- **AIM OF THE TASK**
Your task is to write out all of the records once more, exactly.

====

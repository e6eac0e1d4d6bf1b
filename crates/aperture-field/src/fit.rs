//! The compression-fitter search.
//!
//! A bracket-and-converge hill climb over the intensity compression
//! factor, with one direction reversal: grow the factor until some
//! pair's trajectory would exceed the control-point limit, then back off
//! until everything fits again. Trajectory length is monotone
//! non-decreasing in the factor (scaling only grows the forward
//! differences), so the first fitting factor after excess is the best.

use aperture_core::{ConfigError, FitError, IntensityGrid, IntensityProfile, Trajectory};
use aperture_core::PairId;
use aperture_sequence::sequence_profile;

use crate::assemble::{assemble, Field};

/// Parameters for the fitter search.
#[derive(Clone, Debug)]
pub struct FitConfig {
    /// Device-imposed maximum control-point count per field. Default: 499.
    pub control_limit: usize,
    /// Starting compression factor. 255 scales raw 8-bit intensity by
    /// exactly 1. Default: 255.
    pub initial_factor: f64,
    /// Step applied when walking the factor up or down. Must be
    /// positive: a zero step would never terminate. Default: 5.
    pub increment: f64,
}

impl Default for FitConfig {
    fn default() -> Self {
        Self {
            control_limit: 499,
            initial_factor: 255.0,
            increment: 5.0,
        }
    }
}

impl FitConfig {
    /// Validate all structural invariants before the search starts.
    ///
    /// # Errors
    ///
    /// Returns a [`ConfigError`] for a zero control limit or a
    /// non-finite or non-positive factor or increment.
    pub fn validate(&self) -> Result<(), ConfigError> {
        if self.control_limit == 0 {
            return Err(ConfigError::InvalidControlLimit {
                value: self.control_limit,
            });
        }
        if !self.initial_factor.is_finite() || self.initial_factor <= 0.0 {
            return Err(ConfigError::InvalidInitialFactor {
                value: self.initial_factor,
            });
        }
        if !self.increment.is_finite() || self.increment <= 0.0 {
            return Err(ConfigError::InvalidIncrement {
                value: self.increment,
            });
        }
        Ok(())
    }
}

/// The fitter's result: the winning pair trajectories and the factor
/// that produced them.
#[derive(Clone, Debug)]
pub struct FitOutcome {
    /// One trajectory per grid row, in pair order.
    pub trajectories: Vec<Trajectory>,
    /// The compression factor the search settled on.
    pub factor: f64,
    /// The longest trajectory's control-point count at that factor.
    pub max_length: usize,
}

/// Search for the largest usable compression factor.
///
/// Each iteration scales the raw grid by `factor / 255`, sequences every
/// row, and compares the worst pair's trajectory length against the
/// limit. Pair lists are discarded and rebuilt on every retry; nothing
/// carries across iterations but the factor and the excess flag.
///
/// An all-zero grid short-circuits: every pair is static and any factor
/// fits, so the initial factor is returned unchanged.
///
/// # Errors
///
/// [`FitError::Config`] for invalid parameters, and
/// [`FitError::LimitExceeded`] when even the smallest reachable factor
/// leaves some pair over the limit.
pub fn fit(grid: &IntensityGrid, config: &FitConfig) -> Result<FitOutcome, FitError> {
    config.validate()?;

    if grid.max_value() == 0 {
        let trajectories = sequence_rows(grid);
        return Ok(FitOutcome {
            trajectories,
            factor: config.initial_factor,
            max_length: 1,
        });
    }

    let mut factor = config.initial_factor;
    let mut reached_excess = false;
    loop {
        let trajectories = sequence_rows(&grid.scaled(factor));
        let (worst, max_length) = longest(&trajectories);

        if max_length > config.control_limit {
            reached_excess = true;
            let next = factor - config.increment;
            if next <= 0.0 {
                // Nowhere left to move: even the smallest factor is over.
                return Err(FitError::LimitExceeded {
                    pair: worst,
                    length: max_length,
                    limit: config.control_limit,
                    factor,
                });
            }
            factor = next;
        } else if reached_excess {
            // First fitting factor after overshoot: done.
            return Ok(FitOutcome {
                trajectories,
                factor,
                max_length,
            });
        } else {
            factor += config.increment;
        }
    }
}

/// Run the fitter and assemble the result into a normalized [`Field`].
///
/// # Errors
///
/// Propagates [`fit`] errors; an assembly failure is mapped onto
/// [`FitError::LimitExceeded`] with the winning factor attached.
pub fn fit_field(grid: &IntensityGrid, config: &FitConfig) -> Result<Field, FitError> {
    let outcome = fit(grid, config)?;
    let factor = outcome.factor;
    assemble(outcome.trajectories, config.control_limit).map_err(|e| match e {
        aperture_core::AssembleError::LimitExceeded {
            pair,
            length,
            limit,
        } => FitError::LimitExceeded {
            pair,
            length,
            limit,
            factor,
        },
    })
}

fn sequence_rows(grid: &IntensityGrid) -> Vec<Trajectory> {
    grid.iter_rows()
        .map(|row| sequence_profile(&IntensityProfile::new(row.to_vec())))
        .collect()
}

/// The first pair with the maximum trajectory length.
fn longest(trajectories: &[Trajectory]) -> (PairId, usize) {
    let mut worst = PairId(0);
    let mut max_length = 0;
    for (i, t) in trajectories.iter().enumerate() {
        if t.len() > max_length {
            worst = PairId(i as u32);
            max_length = t.len();
        }
    }
    (worst, max_length)
}
//! Plan-level header of the control file.

use indexmap::IndexMap;

/// Identity block written once at the top of a control file.
///
/// The device parses the header as ordered `key = value` lines, so
/// [`PlanHeader::entries`] returns an [`IndexMap`] preserving the
/// order the format requires.
#[derive(Clone, Debug, PartialEq)]
pub struct PlanHeader {
    /// Patient last name.
    pub last_name: String,
    /// Patient first name.
    pub first_name: String,
    /// Patient identifier.
    pub patient_id: String,
    /// Number of control points the file will contain.
    pub number_of_fields: usize,
    /// Collimator model string.
    pub model: String,
    /// Leaf position tolerance, in millimetres.
    pub tolerance_mm: f64,
}

impl PlanHeader {
    /// Header lines in file order.
    pub fn entries(&self) -> IndexMap<&'static str, String> {
        let mut map = IndexMap::new();
        map.insert("File Rev", "G".to_string());
        map.insert("Treatment", "Dynamic Dose".to_string());
        map.insert("Last Name", self.last_name.clone());
        map.insert("First Name", self.first_name.clone());
        map.insert("Patient ID", self.patient_id.clone());
        map.insert("Number of Fields", self.number_of_fields.to_string());
        map.insert("Model", self.model.clone());
        map.insert("Tolerance", format!("{:.2}", self.tolerance_mm));
        map
    }
}

impl Default for PlanHeader {
    fn default() -> Self {
        Self {
            last_name: String::new(),
            first_name: String::new(),
            patient_id: String::new(),
            number_of_fields: 0,
            model: "Varian 80".to_string(),
            tolerance_mm: 0.5,
        }
    }
}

====

- **SOLUTION BELOW**
repository e6eac0e1d4d6bf1b
filename crates/aperture-field/src/fit.rs
//! The compression-fitter search.
//!
//! A bracket-and-converge hill climb over the intensity compression
//! factor, with one direction reversal: grow the factor until some
//! pair's trajectory would exceed the control-point limit, then back off
//! until everything fits again. Trajectory length is monotone
//! non-decreasing in the factor (scaling only grows the forward
//! differences), so the first fitting factor after excess is the best.

use aperture_core::{ConfigError, FitError, IntensityGrid, IntensityProfile, Trajectory};
use aperture_core::PairId;
use aperture_sequence::sequence_profile;

use crate::assemble::{assemble, Field};

/// Parameters for the fitter search.
#[derive(Clone, Debug)]
pub struct FitConfig {
    /// Device-imposed maximum control-point count per field. Default: 499.
    pub control_limit: usize,
    /// Starting compression factor. 255 scales raw 8-bit intensity by
    /// exactly 1. Default: 255.
    pub initial_factor: f64,
    /// Step applied when walking the factor up or down. Must be
    /// positive: a zero step would never terminate. Default: 5.
    pub increment: f64,
}

impl Default for FitConfig {
    fn default() -> Self {
        Self {
            control_limit: 499,
            initial_factor: 255.0,
            increment: 5.0,
        }
    }
}

impl FitConfig {
    /// Validate all structural invariants before the search starts.
    ///
    /// # Errors
    ///
    /// Returns a [`ConfigError`] for a zero control limit or a
    /// non-finite or non-positive factor or increment.
    pub fn validate(&self) -> Result<(), ConfigError> {
        if self.control_limit == 0 {
            return Err(ConfigError::InvalidControlLimit {
                value: self.control_limit,
            });
        }
        if !self.initial_factor.is_finite() || self.initial_factor <= 0.0 {
            return Err(ConfigError::InvalidInitialFactor {
                value: self.initial_factor,
            });
        }
        if !self.increment.is_finite() || self.increment <= 0.0 {
            return Err(ConfigError::InvalidIncrement {
                value: self.increment,
            });
        }
        Ok(())
    }
}

/// The fitter's result: the winning pair trajectories and the factor
/// that produced them.
#[derive(Clone, Debug)]
pub struct FitOutcome {
    /// One trajectory per grid row, in pair order.
    pub trajectories: Vec<Trajectory>,
    /// The compression factor the search settled on.
    pub factor: f64,
    /// The longest trajectory's control-point count at that factor.
    pub max_length: usize,
}

/// Search for the largest usable compression factor.
///
/// Each iteration scales the raw grid by `factor / 255`, sequences every
/// row, and compares the worst pair's trajectory length against the
/// limit. Pair lists are discarded and rebuilt on every retry; nothing
/// carries across iterations but the factor and the excess flag.
///
/// An all-zero grid short-circuits: every pair is static and any factor
/// fits, so the initial factor is returned unchanged.
///
/// # Errors
///
/// [`FitError::Config`] for invalid parameters, and
/// [`FitError::LimitExceeded`] when even the smallest reachable factor
/// leaves some pair over the limit.
pub fn fit(grid: &IntensityGrid, config: &FitConfig) -> Result<FitOutcome, FitError> {
    config.validate()?;

    if grid.max_value() == 0 {
        let trajectories = sequence_rows(grid);
        return Ok(FitOutcome {
            trajectories,
            factor: config.initial_factor,
            max_length: 1,
        });
    }

    let mut factor = config.initial_factor;
    let mut reached_excess = false;
    loop {
        let trajectories = sequence_rows(&grid.scaled(factor));
        let (worst, max_length) = longest(&trajectories);

        if max_length > config.control_limit {
            reached_excess = true;
            let next = factor - config.increment;
            if next <= 0.0 {
                // Nowhere left to move: even the smallest factor is over.
                return Err(FitError::LimitExceeded {
                    pair: worst,
                    length: max_length,
                    limit: config.control_limit,
                    factor,
                });
            }
            factor = next;
        } else if reached_excess {
            // First fitting factor after overshoot: done.
            return Ok(FitOutcome {
                trajectories,
                factor,
                max_length,
            });
        } else {
            factor += config.increment;
        }
    }
}

/// Run the fitter and assemble the result into a normalized [`Field`].
///
/// # Errors
///
/// Propagates [`fit`] errors; an assembly failure is mapped onto
/// [`FitError::LimitExceeded`] with the winning factor attached.
pub fn fit_field(grid: &IntensityGrid, config: &FitConfig) -> Result<Field, FitError> {
    let outcome = fit(grid, config)?;
    let factor = outcome.factor;
    assemble(outcome.trajectories, config.control_limit).map_err(|e| match e {
        aperture_core::AssembleError::LimitExceeded {
            pair,
            length,
            limit,
        } => FitError::LimitExceeded {
            pair,
            length,
            limit,
            factor,
        },
    })
}

fn sequence_rows(grid: &IntensityGrid) -> Vec<Trajectory> {
    grid.iter_rows()
        .map(|row| sequence_profile(&IntensityProfile::new(row.to_vec())))
        .collect()
}

/// The first pair with the maximum trajectory length.
fn longest(trajectories: &[Trajectory]) -> (PairId, usize) {
    let mut worst = PairId(0);
    let mut max_length = 0;
    for (i, t) in trajectories.iter().enumerate() {
        if t.len() > max_length {
            worst = PairId(i as u32);
            max_length = t.len();
        }
    }
    (worst, max_length)
}
//! Plan-level header of the control file.

use indexmap::IndexMap;

/// Identity block written once at the top of a control file.
///
/// The device parses the header as ordered `key = value` lines, so
/// [`PlanHeader::entries`] returns an [`IndexMap`] preserving the
/// order the format requires.
#[derive(Clone, Debug, PartialEq)]
pub struct PlanHeader {
    /// Patient last name.
    pub last_name: String,
    /// Patient first name.
    pub first_name: String,
    /// Patient identifier.
    pub patient_id: String,
    /// Number of control points the file will contain.
    pub number_of_fields: usize,
    /// Collimator model string.
    pub model: String,
    /// Leaf position tolerance, in millimetres.
    pub tolerance_mm: f64,
}

impl PlanHeader {
    /// Header lines in file order.
    pub fn entries(&self) -> IndexMap<&'static str, String> {
        let mut map = IndexMap::new();
        map.insert("File Rev", "G".to_string());
        map.insert("Treatment", "Dynamic Dose".to_string());
        map.insert("Last Name", self.last_name.clone());
        map.insert("First Name", self.first_name.clone());
        map.insert("Patient ID", self.patient_id.clone());
        map.insert("Number of Fields", self.number_of_fields.to_string());
        map.insert("Model", self.model.clone());
        map.insert("Tolerance", format!("{:.2}", self.tolerance_mm));
        map
    }
}

impl Default for PlanHeader {
    fn default() -> Self {
        Self {
            last_name: String::new(),
            first_name: String::new(),
            patient_id: String::new(),
            number_of_fields: 0,
            model: "Varian 80".to_string(),
            tolerance_mm: 0.5,
        }
    }
}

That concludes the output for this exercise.